TASK BRIEF ::
Please report how many lines in the records below contain "DottedName". Reply with the number alone.

ENTRIES SUPPLIED ::
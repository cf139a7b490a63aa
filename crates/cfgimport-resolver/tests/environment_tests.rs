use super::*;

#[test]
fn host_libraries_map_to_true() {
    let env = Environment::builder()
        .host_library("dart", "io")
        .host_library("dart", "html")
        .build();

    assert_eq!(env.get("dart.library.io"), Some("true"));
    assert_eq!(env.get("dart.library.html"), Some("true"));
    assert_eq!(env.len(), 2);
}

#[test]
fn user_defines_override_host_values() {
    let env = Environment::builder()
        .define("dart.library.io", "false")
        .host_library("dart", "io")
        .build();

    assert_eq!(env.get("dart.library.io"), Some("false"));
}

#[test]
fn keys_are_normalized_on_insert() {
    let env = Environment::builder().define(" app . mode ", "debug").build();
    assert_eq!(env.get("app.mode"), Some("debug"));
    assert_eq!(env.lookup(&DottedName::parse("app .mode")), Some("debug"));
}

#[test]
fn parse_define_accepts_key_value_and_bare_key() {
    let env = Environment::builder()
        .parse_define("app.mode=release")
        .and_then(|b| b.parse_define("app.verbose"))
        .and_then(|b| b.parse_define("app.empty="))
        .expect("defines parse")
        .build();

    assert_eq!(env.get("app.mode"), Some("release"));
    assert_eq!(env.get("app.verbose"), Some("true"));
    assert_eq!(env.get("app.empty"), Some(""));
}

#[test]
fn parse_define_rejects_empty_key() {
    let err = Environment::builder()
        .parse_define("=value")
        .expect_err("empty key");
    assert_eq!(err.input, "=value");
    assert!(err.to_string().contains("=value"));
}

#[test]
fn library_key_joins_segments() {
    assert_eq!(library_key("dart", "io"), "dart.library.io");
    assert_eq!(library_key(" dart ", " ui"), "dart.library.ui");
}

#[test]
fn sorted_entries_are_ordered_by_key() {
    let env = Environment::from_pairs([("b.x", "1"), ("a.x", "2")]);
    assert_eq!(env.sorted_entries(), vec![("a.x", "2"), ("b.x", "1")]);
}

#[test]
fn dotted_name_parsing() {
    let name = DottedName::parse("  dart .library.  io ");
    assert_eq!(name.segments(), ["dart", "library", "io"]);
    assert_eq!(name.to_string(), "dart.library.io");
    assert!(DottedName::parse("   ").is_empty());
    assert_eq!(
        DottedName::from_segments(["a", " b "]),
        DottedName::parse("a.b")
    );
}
--
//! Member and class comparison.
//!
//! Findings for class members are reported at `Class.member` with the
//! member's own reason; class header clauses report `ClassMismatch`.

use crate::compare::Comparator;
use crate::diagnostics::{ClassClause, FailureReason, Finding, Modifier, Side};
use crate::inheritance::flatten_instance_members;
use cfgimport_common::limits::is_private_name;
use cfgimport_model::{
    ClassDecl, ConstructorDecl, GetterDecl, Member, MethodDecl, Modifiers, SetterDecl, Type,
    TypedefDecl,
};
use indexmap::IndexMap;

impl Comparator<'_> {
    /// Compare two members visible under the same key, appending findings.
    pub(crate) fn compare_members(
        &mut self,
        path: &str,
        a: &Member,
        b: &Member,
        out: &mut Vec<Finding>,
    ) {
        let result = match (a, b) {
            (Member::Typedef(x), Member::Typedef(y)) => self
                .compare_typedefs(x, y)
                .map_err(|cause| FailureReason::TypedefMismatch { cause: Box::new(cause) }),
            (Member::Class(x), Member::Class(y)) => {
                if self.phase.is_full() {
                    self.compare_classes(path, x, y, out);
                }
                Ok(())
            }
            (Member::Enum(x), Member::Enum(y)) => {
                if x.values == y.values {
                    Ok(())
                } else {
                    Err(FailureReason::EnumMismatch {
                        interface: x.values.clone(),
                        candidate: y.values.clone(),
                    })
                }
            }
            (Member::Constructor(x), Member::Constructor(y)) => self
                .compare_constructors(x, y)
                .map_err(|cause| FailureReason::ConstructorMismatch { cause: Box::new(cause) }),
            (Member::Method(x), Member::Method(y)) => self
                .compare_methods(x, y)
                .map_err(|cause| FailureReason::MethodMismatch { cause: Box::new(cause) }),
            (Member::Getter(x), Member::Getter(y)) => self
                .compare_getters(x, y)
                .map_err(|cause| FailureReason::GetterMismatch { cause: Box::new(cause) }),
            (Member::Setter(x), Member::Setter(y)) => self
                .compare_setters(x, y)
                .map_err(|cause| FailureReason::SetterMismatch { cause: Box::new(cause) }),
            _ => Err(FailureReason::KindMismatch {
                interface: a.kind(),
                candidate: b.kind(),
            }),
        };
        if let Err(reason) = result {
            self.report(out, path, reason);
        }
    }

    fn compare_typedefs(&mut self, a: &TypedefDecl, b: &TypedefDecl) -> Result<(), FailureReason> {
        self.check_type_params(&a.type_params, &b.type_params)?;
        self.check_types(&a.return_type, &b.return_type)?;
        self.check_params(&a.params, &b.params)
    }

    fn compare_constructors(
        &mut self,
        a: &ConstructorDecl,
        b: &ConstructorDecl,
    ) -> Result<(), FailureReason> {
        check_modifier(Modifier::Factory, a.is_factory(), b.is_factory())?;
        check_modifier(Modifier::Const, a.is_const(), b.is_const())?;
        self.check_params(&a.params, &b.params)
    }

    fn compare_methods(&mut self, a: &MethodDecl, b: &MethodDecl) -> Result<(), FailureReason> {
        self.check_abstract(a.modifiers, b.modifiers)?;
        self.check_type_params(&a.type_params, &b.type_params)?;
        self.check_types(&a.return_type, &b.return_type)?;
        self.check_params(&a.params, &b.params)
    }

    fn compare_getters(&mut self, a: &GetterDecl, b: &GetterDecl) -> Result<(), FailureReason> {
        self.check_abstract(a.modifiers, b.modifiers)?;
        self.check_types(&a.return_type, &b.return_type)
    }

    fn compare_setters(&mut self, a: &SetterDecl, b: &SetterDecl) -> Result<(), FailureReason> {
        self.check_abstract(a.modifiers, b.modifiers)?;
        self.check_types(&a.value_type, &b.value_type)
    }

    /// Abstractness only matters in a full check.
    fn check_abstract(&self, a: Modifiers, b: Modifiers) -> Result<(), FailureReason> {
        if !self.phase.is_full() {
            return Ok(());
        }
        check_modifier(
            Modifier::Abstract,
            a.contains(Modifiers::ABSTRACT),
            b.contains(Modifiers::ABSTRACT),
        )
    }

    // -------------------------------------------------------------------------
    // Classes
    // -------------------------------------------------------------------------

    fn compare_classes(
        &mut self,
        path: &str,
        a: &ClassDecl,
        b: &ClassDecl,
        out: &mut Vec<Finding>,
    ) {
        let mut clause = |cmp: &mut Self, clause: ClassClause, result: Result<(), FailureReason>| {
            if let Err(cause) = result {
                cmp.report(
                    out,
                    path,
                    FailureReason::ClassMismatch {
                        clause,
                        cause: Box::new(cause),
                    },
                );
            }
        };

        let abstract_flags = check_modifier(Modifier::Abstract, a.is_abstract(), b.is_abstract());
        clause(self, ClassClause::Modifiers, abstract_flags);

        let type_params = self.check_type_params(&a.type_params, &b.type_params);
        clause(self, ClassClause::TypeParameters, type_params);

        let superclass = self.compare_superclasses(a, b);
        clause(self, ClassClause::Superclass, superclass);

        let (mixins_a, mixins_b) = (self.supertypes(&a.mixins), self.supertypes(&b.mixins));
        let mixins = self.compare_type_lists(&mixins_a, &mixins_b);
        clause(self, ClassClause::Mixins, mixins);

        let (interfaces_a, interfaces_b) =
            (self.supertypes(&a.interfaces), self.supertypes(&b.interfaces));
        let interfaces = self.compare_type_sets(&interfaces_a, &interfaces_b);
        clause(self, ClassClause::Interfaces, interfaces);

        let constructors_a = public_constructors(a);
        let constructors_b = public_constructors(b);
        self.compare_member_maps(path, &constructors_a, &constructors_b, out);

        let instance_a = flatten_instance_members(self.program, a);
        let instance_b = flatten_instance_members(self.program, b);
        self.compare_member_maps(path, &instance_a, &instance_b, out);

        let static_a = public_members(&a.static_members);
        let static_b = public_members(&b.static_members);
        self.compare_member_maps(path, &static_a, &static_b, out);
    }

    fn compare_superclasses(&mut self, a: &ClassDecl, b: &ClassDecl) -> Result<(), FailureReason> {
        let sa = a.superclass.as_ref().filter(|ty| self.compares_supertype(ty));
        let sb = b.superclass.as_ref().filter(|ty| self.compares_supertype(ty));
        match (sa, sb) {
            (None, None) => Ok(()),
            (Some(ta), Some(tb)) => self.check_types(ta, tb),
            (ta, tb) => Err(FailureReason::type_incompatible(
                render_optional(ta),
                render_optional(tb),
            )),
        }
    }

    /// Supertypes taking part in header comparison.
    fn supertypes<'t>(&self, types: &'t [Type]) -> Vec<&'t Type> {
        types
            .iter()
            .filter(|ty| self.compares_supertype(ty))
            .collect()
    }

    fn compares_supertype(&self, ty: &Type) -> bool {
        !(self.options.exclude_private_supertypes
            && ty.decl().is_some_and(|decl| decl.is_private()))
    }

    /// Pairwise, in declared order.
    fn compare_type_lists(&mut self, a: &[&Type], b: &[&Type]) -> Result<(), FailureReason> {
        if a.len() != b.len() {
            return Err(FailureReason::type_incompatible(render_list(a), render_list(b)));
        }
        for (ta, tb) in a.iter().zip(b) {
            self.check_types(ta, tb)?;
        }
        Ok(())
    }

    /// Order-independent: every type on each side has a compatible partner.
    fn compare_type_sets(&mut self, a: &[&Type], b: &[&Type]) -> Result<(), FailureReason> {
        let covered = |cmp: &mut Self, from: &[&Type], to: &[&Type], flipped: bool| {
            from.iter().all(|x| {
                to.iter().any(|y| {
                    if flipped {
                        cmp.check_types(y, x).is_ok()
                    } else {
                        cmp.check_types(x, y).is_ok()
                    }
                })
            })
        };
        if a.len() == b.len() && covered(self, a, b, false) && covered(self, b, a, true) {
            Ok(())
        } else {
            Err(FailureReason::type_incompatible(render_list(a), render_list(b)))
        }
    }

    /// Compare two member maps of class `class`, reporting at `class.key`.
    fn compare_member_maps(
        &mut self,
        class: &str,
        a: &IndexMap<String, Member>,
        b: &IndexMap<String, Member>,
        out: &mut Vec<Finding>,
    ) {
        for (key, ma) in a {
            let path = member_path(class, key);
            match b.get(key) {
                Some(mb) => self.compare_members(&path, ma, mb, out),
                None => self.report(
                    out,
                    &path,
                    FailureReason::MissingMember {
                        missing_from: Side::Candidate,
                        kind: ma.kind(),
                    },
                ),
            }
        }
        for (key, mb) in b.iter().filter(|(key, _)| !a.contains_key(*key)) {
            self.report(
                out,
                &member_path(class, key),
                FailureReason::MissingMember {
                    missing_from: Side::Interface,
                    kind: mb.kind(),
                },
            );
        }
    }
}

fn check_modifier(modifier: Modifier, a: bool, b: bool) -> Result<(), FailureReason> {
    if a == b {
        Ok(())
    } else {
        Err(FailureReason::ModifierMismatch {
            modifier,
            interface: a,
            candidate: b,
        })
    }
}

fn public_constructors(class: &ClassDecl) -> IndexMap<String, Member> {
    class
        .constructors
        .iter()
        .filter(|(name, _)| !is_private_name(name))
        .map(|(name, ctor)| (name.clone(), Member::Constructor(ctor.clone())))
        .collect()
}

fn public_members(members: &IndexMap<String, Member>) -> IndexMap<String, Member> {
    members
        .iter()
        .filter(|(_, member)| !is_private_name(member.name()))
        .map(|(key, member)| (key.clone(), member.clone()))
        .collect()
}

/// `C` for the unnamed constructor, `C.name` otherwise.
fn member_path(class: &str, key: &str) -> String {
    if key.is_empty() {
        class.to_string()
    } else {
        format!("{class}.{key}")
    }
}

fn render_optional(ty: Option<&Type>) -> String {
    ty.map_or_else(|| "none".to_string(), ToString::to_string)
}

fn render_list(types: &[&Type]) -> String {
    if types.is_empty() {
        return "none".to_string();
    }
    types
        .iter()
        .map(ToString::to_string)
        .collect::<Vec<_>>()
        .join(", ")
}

THE ANSWER ::
5